▸ **Goal of the exercise**:
In the material below, some lines carry "SettingsStore". Copy each such line.
◆ ◆ ◆ ◆ ◆ ◆ ◆
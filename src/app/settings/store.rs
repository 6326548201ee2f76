// Settings store: data types, file persistence and the cached accessor used by the app.

use serde::{Deserialize, Deserializer, Serialize};
use std::path::{Path, PathBuf};
use std::sync::{Arc, RwLock};
use std::time::{Duration, Instant};
use thiserror::Error;

use crate::api::DEFAULT_BASE_URL;
use crate::app::list::ResponseOrdering;
use crate::types::SortBy;

pub const SETTINGS_PATH_ENV: &str = "PROMPT_LIBRARY_SETTINGS_PATH";
pub const API_URL_ENV: &str = "PROMPT_LIBRARY_API_URL";
const DEFAULT_SETTINGS_FILE: &str = "prompt_library_settings.json";

fn default_api_base_url() -> String {
    DEFAULT_BASE_URL.to_string()
}
fn default_page_size() -> u32 {
    20
}
fn default_wheel_sensitivity() -> f32 {
    0.02
}
fn default_true() -> bool {
    true
}
fn default_auto_refresh_secs() -> Option<u64> {
    Some(30)
}
fn default_document_path() -> PathBuf {
    PathBuf::from("tag_nodes.json")
}

#[derive(Debug, Clone, PartialEq, Serialize, Deserialize)]
pub struct AppSettings {
    #[serde(default = "default_api_base_url")]
    pub api_base_url: String,
    #[serde(default = "default_page_size")]
    pub page_size: u32,
    #[serde(default)]
    pub default_sort: SortBy,
    // Strength change per wheel notch
    #[serde(default = "default_wheel_sensitivity")]
    pub wheel_sensitivity: f32,
    #[serde(default)]
    pub allow_strength_adjustment: bool,
    // Active state of tags created from trigger words
    #[serde(default = "default_true")]
    pub default_active: bool,
    #[serde(default = "default_true")]
    pub allow_editing: bool,
    #[serde(default)]
    pub response_ordering: ResponseOrdering,
    // None disables the periodic list refresh
    #[serde(default = "default_auto_refresh_secs")]
    pub auto_refresh_secs: Option<u64>,
    #[serde(default = "default_document_path")]
    pub document_path: PathBuf,
    // UI language (None = auto/system). Legacy "auto" maps to None.
    #[serde(default, deserialize_with = "deserialize_language_opt")]
    pub language: Option<String>,
}

impl Default for AppSettings {
    fn default() -> Self {
        Self {
            api_base_url: default_api_base_url(),
            page_size: default_page_size(),
            default_sort: SortBy::default(),
            wheel_sensitivity: default_wheel_sensitivity(),
            allow_strength_adjustment: false,
            default_active: true,
            allow_editing: true,
            response_ordering: ResponseOrdering::default(),
            auto_refresh_secs: default_auto_refresh_secs(),
            document_path: default_document_path(),
            language: None,
        }
    }
}

fn deserialize_language_opt<'de, D>(deserializer: D) -> Result<Option<String>, D::Error>
where
    D: Deserializer<'de>,
{
    let opt = Option::<String>::deserialize(deserializer)?;
    Ok(opt
        .map(|s| s.trim().to_ascii_lowercase())
        .filter(|s| !s.is_empty() && s != "auto"))
}

#[derive(Debug, Clone, Error)]
pub enum SettingsUnavailable {
    #[error("cannot access settings file {path}: {source}")]
    Io {
        path: PathBuf,
        #[source]
        source: Arc<std::io::Error>,
    },
    #[error("settings file {path} is invalid: {source}")]
    Invalid {
        path: PathBuf,
        #[source]
        source: Arc<serde_json::Error>,
    },
}

impl AppSettings {
    pub fn load_from_file(path: &Path) -> Result<Self, SettingsUnavailable> {
        let data = std::fs::read_to_string(path).map_err(|source| SettingsUnavailable::Io {
            path: path.to_path_buf(),
            source: Arc::new(source),
        })?;
        serde_json::from_str(&data).map_err(|source| SettingsUnavailable::Invalid {
            path: path.to_path_buf(),
            source: Arc::new(source),
        })
    }

    pub fn save_to_file(&self, path: &Path) -> Result<(), SettingsUnavailable> {
        let data = serde_json::to_string_pretty(self).map_err(|source| {
            SettingsUnavailable::Invalid {
                path: path.to_path_buf(),
                source: Arc::new(source),
            }
        })?;
        std::fs::write(path, data).map_err(|source| SettingsUnavailable::Io {
            path: path.to_path_buf(),
            source: Arc::new(source),
        })
    }

    pub fn auto_refresh(&self) -> Option<Duration> {
        self.auto_refresh_secs
            .filter(|&secs| secs > 0)
            .map(Duration::from_secs)
    }

    fn apply_env_overrides(&mut self) {
        if let Ok(url) = std::env::var(API_URL_ENV) {
            if !url.trim().is_empty() {
                self.api_base_url = url.trim().to_string();
            }
        }
    }
}

pub fn settings_file_path() -> PathBuf {
    std::env::var_os(SETTINGS_PATH_ENV)
        .map(PathBuf::from)
        .unwrap_or_else(|| PathBuf::from(DEFAULT_SETTINGS_FILE))
}

// Failed reads are cached as well.
struct Cached {
    loaded_at: Instant,
    value: Result<AppSettings, SettingsUnavailable>,
}

/// Settings file with a time-bounded in-memory copy.
/// A missing file means defaults; an unreadable or invalid one is reported.
pub struct SettingsStore {
    path: PathBuf,
    ttl: Duration,
    cache: RwLock<Option<Cached>>,
}

impl SettingsStore {
    pub const DEFAULT_TTL: Duration = Duration::from_secs(5);

    pub fn new(path: PathBuf, ttl: Duration) -> Self {
        Self {
            path,
            ttl,
            cache: RwLock::new(None),
        }
    }

    pub fn from_env() -> Self {
        Self::new(settings_file_path(), Self::DEFAULT_TTL)
    }

    pub fn path(&self) -> &Path {
        &self.path
    }

    pub fn current(&self) -> Result<AppSettings, SettingsUnavailable> {
        self.current_at(Instant::now())
    }

    /// Settings as of `now`; the file is re-read once the cached copy is older than the TTL.
    pub fn current_at(&self, now: Instant) -> Result<AppSettings, SettingsUnavailable> {
        if let Ok(guard) = self.cache.read() {
            if let Some(cached) = guard.as_ref() {
                if now.saturating_duration_since(cached.loaded_at) < self.ttl {
                    return cached.value.clone();
                }
            }
        }

        let value = self.read_file().map(|mut settings| {
            settings.apply_env_overrides();
            settings
        });
        if let Ok(mut guard) = self.cache.write() {
            *guard = Some(Cached {
                loaded_at: now,
                value: value.clone(),
            });
        }
        value
    }

    fn read_file(&self) -> Result<AppSettings, SettingsUnavailable> {
        if self.path.exists() {
            AppSettings::load_from_file(&self.path)
        } else {
            log::debug!("No settings file at {}, using defaults", self.path.display());
            Ok(AppSettings::default())
        }
    }

    /// Falls back to defaults and logs when the file can't be used.
    pub fn current_or_default(&self) -> AppSettings {
        match self.current() {
            Ok(settings) => settings,
            Err(e) => {
                log::warn!("Using default settings: {e}");
                let mut settings = AppSettings::default();
                settings.apply_env_overrides();
                settings
            }
        }
    }

    pub fn save(&self, settings: &AppSettings) -> Result<(), SettingsUnavailable> {
        settings.save_to_file(&self.path)?;
        log::info!("Saved settings to {}", self.path.display());
        if let Ok(mut guard) = self.cache.write() {
            *guard = Some(Cached {
                loaded_at: Instant::now(),
                value: Ok(settings.clone()),
            });
        }
        Ok(())
    }

    pub fn invalidate(&self) {
        if let Ok(mut guard) = self.cache.write() {
            *guard = None;
        }
    }
}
◆ ◆ ◆ ◆ ◆ ◆ ◆
▸ **Result**:
pub struct SettingsStore {
impl SettingsStore {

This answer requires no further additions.